Not only has her mother, Thandi, rejected her, but Fiela was also named in honour of the “elephant mother”, a woman with cancer who has visited the park for the past 14 years and has a special affinity and attachment to the elephants there.

Hannelie Potgieter witnessed the birth of baby Fiela and celebrated her own birthday the next day. Her cancer is believed to be at an advanced stage.

Fiela’s birth was also marred by another sadness. The mother of Thandi, who is named Nandi, was pregnant at the same time as her daughter but gave birth to a still-born calf on Saturday.

Knysna Elephant Park human resources manager Charmaine Rumbelow said yesterday the park was thrilled at the successful birth of Fiela.

“She was 82kg when she was born at 10.40am and is a healthy, happy calf. Her mother, Thandi, has unfortunately rejected her, so we have had to step in and assist with feeding her.”

Rumbelow said the calf had adapted well to the human interaction.
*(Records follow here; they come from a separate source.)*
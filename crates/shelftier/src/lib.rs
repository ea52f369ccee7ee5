//! # shelftier
//!
//! Multi-level cache built on [`shelfcache`]: a bounded in-process L1 in
//! front of a shared key-value store (L2).
//!
//! ## Architecture
//! - **MultiLevelCache**: L1, then L2, then an optional fallback; hot L2
//!   values are promoted into L1
//! - **L2 stores**: any [`L2Store`]; [`MemoryStore`] in process,
//!   [`RespStore`] for Redis-compatible servers
//! - **Warming**: named generators run concurrently by [`WarmingCoordinator`]
//!
//! The cache never fails a caller. Backing store, codec and fallback errors
//! are logged with `tracing`, counted in [`TierStats`] and degrade to a miss
//! or a failed write.

#![warn(missing_docs)]

mod config;
mod error;
mod key;
mod multi_level;
mod report;
mod stats;
pub mod store;
mod warming;

pub use config::{CacheConfig, ENV_PREFIX};
pub use error::{CacheError, ConfigError, ErrorKind, StoreError, StoreResult};
pub use key::{normalize_key, warming_signature, MAX_KEY_LEN};
pub use multi_level::{
    fallback, CacheValue, Fallback, MultiLevelCache, MultiLevelCacheBuilder, MAX_TRACKED_SIGNATURES,
    ORIGIN_METADATA_KEY,
};
pub use report::{ComprehensiveStats, L2Report, PromotionReport, SignatureCount, WarmingSummary};
pub use stats::{TierStats, TierStatsSnapshot};
pub use store::{L2Store, MemoryStore, RespStore};
pub use warming::{Priority, WarmingCoordinator, WarmingGenerator, WarmingReport};

pub use shelfcache::{CacheStats, EfficiencyReport, EvictionPolicy, L1Cache, L1Config};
The herd of African elephants, which are the southernmost animals of their kind in the world, was now 10-strong and consisted predominantly of females, she said.

“It has been an exciting time. It was amazing to come into the park and see that there was a new calf – very exciting.

“However, it was also sad.

“When Nandi’s calf was stillborn, all the female elephants gathered round the body of the calf and pushed and prodded it.

“The female elephants also then mourned with and for the mother. The mother stayed with her stillborn calf for the whole night,” Rumbelow said.

She said the elephants at the park were constantly monitored, which included when the animals mated. “So we know Fiela’s father is a bull called Harry, who is one of the original elephants in the park,” she said.

Rumbelow said that it sometimes took a female up to 48 hours to accept a calf it had rejected but that it appeared as if Thandi, relatively young at 10 years, would not be accepting her calf.

Rumbelow said Fiela was named in honour of a regular visitor to the park.

“Hannelie, who is from somewhere up- country, has been a visitor to this park for the past 14 years. She loves elephants and is dedicated to them and has a special affinity with them. She has been diagnosed with cancer,” she said.

“She was present at the birth of Fiela, which was very special for her and then she celebrated her own birthday the next day. So this was a very special occasion for all.”

During Potgieter’s visits to the park, the herd’s matriarch, a cow named Sally, had always rubbed her trunk on the area of Potgieter’s body affected by the cancer, Rumbelow said.